===== AVAILABLE RECORDS =====

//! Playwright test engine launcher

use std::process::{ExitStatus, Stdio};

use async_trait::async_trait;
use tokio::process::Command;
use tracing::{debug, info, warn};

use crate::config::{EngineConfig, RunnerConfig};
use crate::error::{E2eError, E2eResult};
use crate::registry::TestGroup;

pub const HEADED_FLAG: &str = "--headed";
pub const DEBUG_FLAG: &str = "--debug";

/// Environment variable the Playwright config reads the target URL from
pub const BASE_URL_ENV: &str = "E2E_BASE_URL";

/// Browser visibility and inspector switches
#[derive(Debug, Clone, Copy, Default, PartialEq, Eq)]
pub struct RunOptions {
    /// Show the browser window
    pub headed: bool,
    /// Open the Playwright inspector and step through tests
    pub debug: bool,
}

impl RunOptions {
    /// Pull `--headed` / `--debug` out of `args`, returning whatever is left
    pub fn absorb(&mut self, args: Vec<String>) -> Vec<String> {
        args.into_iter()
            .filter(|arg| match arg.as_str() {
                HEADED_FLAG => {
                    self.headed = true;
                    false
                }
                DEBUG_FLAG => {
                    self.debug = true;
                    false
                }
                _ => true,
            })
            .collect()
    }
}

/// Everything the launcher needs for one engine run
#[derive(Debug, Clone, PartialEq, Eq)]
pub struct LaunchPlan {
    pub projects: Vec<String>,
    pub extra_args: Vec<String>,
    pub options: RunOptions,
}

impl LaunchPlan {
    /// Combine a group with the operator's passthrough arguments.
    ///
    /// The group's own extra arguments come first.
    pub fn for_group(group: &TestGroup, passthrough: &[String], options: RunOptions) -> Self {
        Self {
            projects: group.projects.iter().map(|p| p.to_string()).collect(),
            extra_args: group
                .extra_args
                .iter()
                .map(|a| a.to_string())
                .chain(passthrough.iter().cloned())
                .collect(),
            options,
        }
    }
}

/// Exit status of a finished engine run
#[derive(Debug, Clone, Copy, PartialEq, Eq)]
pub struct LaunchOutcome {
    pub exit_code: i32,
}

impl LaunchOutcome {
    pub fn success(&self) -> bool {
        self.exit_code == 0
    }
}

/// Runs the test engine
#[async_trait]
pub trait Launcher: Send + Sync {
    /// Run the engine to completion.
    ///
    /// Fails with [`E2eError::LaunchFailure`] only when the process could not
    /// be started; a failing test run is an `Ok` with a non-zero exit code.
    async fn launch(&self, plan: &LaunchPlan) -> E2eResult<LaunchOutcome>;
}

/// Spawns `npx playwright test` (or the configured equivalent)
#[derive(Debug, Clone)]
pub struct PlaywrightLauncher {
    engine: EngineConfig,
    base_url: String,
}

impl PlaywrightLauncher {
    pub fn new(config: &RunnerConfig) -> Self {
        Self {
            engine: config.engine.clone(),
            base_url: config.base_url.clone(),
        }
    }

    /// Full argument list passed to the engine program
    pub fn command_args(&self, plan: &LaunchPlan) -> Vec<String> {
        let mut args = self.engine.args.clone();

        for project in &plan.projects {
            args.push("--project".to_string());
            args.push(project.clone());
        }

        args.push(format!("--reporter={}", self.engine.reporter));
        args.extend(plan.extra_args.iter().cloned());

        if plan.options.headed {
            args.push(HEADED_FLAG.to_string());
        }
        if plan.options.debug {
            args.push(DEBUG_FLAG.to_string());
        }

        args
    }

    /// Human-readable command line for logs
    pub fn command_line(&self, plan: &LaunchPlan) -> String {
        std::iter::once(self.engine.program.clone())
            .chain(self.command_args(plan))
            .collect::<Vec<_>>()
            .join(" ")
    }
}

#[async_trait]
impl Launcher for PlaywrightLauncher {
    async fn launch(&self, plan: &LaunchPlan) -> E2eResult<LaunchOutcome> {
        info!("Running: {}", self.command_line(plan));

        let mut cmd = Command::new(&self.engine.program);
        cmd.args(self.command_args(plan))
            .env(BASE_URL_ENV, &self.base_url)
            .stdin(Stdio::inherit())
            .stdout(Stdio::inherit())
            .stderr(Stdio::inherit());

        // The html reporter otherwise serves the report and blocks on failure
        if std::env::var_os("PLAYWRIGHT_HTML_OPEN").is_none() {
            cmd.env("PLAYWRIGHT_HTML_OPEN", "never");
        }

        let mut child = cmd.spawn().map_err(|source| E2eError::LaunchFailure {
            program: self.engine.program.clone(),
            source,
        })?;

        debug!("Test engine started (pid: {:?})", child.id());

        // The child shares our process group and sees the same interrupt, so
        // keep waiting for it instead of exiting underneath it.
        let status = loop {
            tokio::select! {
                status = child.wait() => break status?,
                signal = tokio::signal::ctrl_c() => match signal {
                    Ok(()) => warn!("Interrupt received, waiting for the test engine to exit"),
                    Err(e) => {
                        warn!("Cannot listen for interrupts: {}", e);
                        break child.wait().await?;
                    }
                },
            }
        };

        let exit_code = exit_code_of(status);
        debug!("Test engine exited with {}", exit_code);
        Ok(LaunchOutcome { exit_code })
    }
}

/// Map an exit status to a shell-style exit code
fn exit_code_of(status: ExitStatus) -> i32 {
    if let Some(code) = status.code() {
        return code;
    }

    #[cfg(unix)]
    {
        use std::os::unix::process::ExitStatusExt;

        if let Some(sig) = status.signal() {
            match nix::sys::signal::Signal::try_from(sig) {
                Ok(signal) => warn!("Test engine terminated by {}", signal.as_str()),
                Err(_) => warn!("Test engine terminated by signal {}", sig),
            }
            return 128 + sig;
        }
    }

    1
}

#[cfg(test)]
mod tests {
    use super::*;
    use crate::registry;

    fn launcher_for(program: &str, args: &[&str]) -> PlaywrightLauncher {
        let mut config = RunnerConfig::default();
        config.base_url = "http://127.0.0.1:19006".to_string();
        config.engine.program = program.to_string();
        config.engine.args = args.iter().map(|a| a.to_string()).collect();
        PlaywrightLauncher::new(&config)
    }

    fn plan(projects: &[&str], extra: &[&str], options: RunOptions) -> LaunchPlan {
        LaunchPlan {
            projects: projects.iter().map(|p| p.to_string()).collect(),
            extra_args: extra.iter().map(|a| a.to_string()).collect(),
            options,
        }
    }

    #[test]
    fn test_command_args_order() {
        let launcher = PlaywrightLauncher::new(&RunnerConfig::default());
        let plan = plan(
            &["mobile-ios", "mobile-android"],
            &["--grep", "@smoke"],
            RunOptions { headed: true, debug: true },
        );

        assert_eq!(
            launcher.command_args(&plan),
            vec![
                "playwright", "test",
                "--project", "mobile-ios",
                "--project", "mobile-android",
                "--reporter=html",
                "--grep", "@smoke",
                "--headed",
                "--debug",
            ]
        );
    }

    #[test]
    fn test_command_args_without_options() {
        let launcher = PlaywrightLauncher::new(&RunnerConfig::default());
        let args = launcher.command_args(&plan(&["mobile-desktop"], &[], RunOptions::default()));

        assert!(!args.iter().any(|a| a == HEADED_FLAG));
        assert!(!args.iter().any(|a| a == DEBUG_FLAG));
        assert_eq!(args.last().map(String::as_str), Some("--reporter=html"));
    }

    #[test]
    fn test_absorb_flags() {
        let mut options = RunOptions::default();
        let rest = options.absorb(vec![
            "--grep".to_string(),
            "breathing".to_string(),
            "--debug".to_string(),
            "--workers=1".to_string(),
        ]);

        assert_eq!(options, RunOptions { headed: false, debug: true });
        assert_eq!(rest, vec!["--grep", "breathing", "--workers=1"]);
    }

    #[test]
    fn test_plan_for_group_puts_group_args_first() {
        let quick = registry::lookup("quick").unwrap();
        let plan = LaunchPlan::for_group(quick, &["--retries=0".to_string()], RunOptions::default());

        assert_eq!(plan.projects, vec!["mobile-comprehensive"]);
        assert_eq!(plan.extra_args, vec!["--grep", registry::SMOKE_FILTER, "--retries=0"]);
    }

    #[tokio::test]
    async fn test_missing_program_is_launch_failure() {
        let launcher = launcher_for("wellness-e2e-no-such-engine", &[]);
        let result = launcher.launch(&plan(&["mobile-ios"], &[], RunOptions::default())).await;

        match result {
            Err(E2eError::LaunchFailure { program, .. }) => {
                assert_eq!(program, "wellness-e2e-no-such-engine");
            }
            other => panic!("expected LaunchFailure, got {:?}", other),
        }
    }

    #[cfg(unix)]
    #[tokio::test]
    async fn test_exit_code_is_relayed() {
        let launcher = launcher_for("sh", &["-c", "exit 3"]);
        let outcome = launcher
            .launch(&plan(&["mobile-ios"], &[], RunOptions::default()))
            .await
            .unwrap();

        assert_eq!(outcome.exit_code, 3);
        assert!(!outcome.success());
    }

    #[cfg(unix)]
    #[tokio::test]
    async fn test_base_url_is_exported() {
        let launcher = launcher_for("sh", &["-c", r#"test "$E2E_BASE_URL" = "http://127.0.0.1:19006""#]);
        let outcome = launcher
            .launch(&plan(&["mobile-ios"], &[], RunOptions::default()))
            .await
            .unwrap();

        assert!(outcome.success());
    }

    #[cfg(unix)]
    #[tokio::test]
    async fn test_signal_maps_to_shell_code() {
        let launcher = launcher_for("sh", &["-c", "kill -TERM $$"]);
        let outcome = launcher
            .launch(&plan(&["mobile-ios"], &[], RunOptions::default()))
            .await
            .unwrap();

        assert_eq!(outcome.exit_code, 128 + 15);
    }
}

=====

= WHAT THIS TASK INVOLVES =
Taking the entries above, print exactly the lines starting at the line with "line for logs" and ending at the line with "same interrupt, so", both included.

= RESULT BELOW =
    /// Human-readable command line for logs
    pub fn command_line(&self, plan: &LaunchPlan) -> String {
        std::iter::once(self.engine.program.clone())
            .chain(self.command_args(plan))
            .collect::<Vec<_>>()
            .join(" ")
    }
}

#[async_trait]
impl Launcher for PlaywrightLauncher {
    async fn launch(&self, plan: &LaunchPlan) -> E2eResult<LaunchOutcome> {
        info!("Running: {}", self.command_line(plan));

        let mut cmd = Command::new(&self.engine.program);
        cmd.args(self.command_args(plan))
            .env(BASE_URL_ENV, &self.base_url)
            .stdin(Stdio::inherit())
            .stdout(Stdio::inherit())
            .stderr(Stdio::inherit());

        // The html reporter otherwise serves the report and blocks on failure
        if std::env::var_os("PLAYWRIGHT_HTML_OPEN").is_none() {
            cmd.env("PLAYWRIGHT_HTML_OPEN", "never");
        }

        let mut child = cmd.spawn().map_err(|source| E2eError::LaunchFailure {
            program: self.engine.program.clone(),
            source,
        })?;

        debug!("Test engine started (pid: {:?})", child.id());

        // The child shares our process group and sees the same interrupt, so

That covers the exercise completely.